START PROVIDED DATA

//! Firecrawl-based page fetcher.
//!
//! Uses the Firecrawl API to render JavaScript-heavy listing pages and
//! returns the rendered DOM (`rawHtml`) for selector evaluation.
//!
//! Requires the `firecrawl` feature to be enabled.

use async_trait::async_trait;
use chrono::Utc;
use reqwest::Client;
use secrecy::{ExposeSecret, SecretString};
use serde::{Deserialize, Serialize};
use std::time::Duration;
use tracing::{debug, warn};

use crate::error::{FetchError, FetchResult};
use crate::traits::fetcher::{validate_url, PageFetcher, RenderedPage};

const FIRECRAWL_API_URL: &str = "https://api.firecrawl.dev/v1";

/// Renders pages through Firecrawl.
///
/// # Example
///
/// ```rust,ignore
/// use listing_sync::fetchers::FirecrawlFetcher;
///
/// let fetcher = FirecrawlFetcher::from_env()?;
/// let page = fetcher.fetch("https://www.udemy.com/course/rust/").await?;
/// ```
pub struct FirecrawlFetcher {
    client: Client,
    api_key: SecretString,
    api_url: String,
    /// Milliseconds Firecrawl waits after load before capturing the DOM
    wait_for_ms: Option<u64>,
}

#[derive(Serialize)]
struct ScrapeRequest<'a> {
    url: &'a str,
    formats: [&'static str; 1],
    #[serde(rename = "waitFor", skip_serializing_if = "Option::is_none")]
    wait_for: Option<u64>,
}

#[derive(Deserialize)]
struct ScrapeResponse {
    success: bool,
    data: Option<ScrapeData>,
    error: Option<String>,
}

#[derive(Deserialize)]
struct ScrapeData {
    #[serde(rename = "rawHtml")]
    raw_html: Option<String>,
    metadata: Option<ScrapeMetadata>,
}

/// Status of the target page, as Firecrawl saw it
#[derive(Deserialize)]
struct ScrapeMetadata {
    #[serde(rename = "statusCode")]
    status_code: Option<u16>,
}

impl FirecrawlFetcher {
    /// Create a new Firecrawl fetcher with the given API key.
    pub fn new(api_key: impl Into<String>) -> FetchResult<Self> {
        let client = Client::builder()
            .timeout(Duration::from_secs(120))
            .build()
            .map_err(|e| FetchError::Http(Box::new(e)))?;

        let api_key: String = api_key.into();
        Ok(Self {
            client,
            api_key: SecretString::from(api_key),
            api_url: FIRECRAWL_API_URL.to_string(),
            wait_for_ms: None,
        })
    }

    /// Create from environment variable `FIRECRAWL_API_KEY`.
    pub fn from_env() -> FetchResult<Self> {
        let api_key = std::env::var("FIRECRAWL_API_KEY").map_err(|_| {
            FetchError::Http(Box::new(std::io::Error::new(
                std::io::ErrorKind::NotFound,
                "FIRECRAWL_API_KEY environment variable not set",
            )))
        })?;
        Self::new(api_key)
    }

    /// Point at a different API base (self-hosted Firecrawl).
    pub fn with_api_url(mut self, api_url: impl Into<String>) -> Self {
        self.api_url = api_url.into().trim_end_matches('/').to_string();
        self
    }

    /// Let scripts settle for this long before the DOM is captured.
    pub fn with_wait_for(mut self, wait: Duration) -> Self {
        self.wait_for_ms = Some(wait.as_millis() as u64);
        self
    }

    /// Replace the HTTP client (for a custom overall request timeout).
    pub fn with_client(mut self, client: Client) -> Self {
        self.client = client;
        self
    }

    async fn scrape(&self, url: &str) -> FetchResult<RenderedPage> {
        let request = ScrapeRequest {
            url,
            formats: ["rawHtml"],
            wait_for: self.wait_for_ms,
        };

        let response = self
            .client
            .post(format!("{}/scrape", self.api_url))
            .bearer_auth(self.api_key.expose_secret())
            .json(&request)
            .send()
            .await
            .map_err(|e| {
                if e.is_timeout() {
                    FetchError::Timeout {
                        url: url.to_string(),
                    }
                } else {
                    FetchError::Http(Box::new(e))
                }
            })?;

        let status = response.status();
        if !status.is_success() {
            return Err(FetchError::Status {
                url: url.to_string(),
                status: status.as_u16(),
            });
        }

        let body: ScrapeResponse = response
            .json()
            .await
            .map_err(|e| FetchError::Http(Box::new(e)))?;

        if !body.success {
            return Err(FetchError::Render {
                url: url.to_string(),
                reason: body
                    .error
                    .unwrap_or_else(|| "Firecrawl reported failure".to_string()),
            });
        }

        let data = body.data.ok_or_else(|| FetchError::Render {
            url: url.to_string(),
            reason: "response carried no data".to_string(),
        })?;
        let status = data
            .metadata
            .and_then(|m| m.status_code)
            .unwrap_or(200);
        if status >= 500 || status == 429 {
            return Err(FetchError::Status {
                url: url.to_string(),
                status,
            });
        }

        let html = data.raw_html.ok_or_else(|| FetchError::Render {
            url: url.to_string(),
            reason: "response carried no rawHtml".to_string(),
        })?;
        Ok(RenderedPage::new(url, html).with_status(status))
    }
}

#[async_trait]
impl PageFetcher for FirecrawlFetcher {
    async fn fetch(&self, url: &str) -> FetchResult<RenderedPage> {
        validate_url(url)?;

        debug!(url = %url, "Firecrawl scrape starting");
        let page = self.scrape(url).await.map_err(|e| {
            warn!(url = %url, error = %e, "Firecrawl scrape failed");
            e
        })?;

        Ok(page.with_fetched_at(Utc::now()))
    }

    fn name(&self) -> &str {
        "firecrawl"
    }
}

END PROVIDED DATA

_WORK REQUEST_. From the data above, copy every line where "ScrapeData" appears.

_THE ANSWER_.
    data: Option<ScrapeData>,
struct ScrapeData {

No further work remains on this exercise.